The opinion of the court was delivered by: Arlander Keys, United States Magistrate Judge.



Before the Court is Defendant's Motion to Dismiss Plaintiff's Complaint and for Attorneys' Fees and Costs. For the reasons set forth below, this Court recommends that the Motion to Dismiss be granted and that the Motion for. Fees and Costs be denied.

Plaintiff filed his Complaint on January 18, 2002, alleging that Defendant discriminated against him because of his disability. On May 9, 2002, Plaintiff's Motion to proceed in forma pauperis was granted, but his Motion for Appointment of Counsel was denied. The case was referred to this Court on September 17, 2002 for all non-dispositive pretrial matters. On October 28, 2002, this Court set a discovery cut-off date of March 31, 2003.
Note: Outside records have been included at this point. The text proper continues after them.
//! 类目录
//!
//! 所有已知类定义的集合，充当运行时的类加载器。

use dashmap::DashSet;
use di_abstractions::ClassLoader;
use infrastructure_common::{ClassDefinition, ClassId, ComponentError};
use std::collections::BTreeMap;
use std::sync::Arc;
use tracing::debug;

/// 类目录
#[derive(Debug, Default)]
pub struct ClassCatalog {
    definitions: BTreeMap<ClassId, Arc<ClassDefinition>>,
    initialized: DashSet<ClassId>,
}

impl ClassCatalog {
    pub fn new() -> Self {
        Self::default()
    }

    /// 注册类定义，同名类重复注册视为错误
    pub fn register(&mut self, definition: ClassDefinition) -> Result<(), ComponentError> {
        let class_id = definition.id().clone();
        if self.definitions.contains_key(&class_id) {
            return Err(ComponentError::DuplicateClass {
                class_id: class_id.to_string(),
            });
        }

        debug!("注册类定义: {}", class_id);
        self.definitions.insert(class_id, Arc::new(definition));
        Ok(())
    }

    /// 批量注册
    pub fn register_all(
        &mut self,
        definitions: impl IntoIterator<Item = ClassDefinition>,
    ) -> Result<(), ComponentError> {
        definitions
            .into_iter()
            .try_for_each(|definition| self.register(definition))
    }

    /// 按类标识查找定义，不触发初始化
    pub fn get(&self, class_id: &ClassId) -> Option<&Arc<ClassDefinition>> {
        self.definitions.get(class_id)
    }

    /// 命名空间下的类（有序）
    pub fn classes_in(&self, namespace: &str, recursive: bool) -> Vec<ClassId> {
        self.definitions
            .keys()
            .filter(|id| id.is_in(namespace, recursive))
            .cloned()
            .collect()
    }

    /// 类是否已经初始化
    pub fn is_initialized(&self, class_id: &ClassId) -> bool {
        self.initialized.contains(class_id)
    }

    pub fn len(&self) -> usize {
        self.definitions.len()
    }

    pub fn is_empty(&self) -> bool {
        self.definitions.is_empty()
    }
}

impl ClassLoader for ClassCatalog {
    fn load(
        &self,
        class_id: &ClassId,
        initialize: bool,
    ) -> Result<Arc<ClassDefinition>, ComponentError> {
        let definition = self
            .definitions
            .get(class_id)
            .cloned()
            .ok_or_else(|| ComponentError::class_not_found(class_id.as_str()))?;

        if initialize && self.initialized.insert(class_id.clone()) {
            if let Some(initializer) = definition.static_initializer() {
                debug!("执行类静态初始化: {}", class_id);
                initializer();
            }
        }

        Ok(definition)
    }

    fn contains(&self, class_id: &ClassId) -> bool {
        self.definitions.contains_key(class_id)
    }
}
On November 26, 2002, Defendant's out-of-state counsel — who resides in Georgia — noticed Plaintiff's deposition for January 14, 2003 at the law office of its local counsel, Altheimer & Gray. At the status hearing held on January 13, 2003 — one day prior to his scheduled deposition — Plaintiff informed the Court that he would be unable to attend his deposition the next day because he had scheduled an emergency doctor's appointment for that day.*fn1 With the agreement of Plaintiff, the Court directed that he appear for his deposition on January 28, 2003 at Altheimer & Gray. He was informed that Defendant's counsel would be traveling from Atlanta, Georgia to Chicago to take his deposition and that his failure to appear would result in dismissal of the case. At the January 13, 2003 hearing, the Court was also informed that Plaintiff had not answered any of Defendant's outstanding discovery, and the Court ordered him to provide answers to all outstanding discovery prior to his deposition. Plaintiff didn't indicate that he had not received the discovery requests.

On January 15, 2003, Defendant's counsel reaffirmed, by letter to Plaintiff, that his deposition would be taken on January 28, 2003 at Altheimer & Gray. She also reminded Plaintiff that his discovery responses were long overdue and requested that he provide adequate responses by January 21, 2003.

On January 28, 2003, twenty minutes after the scheduled deposition was to have commenced, Plaintiff telephonically advised Defendant's counsel — who had traveled from Atlanta to take his deposition — that he was at the "federal courthouse" because he had believed that his deposition was to have been taken there.*fn2 When asked how long it would take for him to travel from the "federal courthouse" to Altheimer & Gray, Plaintiff responded that it would take about 30 minutes. Counsel stated that she would wait for Plaintiff to arrive. Plaintiff never arrived and did not call counsel again that day. Three days later, however, Plaintiff called local counsel and told her that he had had difficulties with security at the Altheimer & Gray building on January 28, 2003, and requested that his deposition be rescheduled yet again. Plaintiff did not attend the status hearing scheduled for February 10, 2003, at which counsel informed the Court that Plaintiff had not shown up for his deposition and had not answered the outstanding discovery. The Court granted leave to counsel to file the instant Motion to Dismiss and for payment of costs and attorneys' fees.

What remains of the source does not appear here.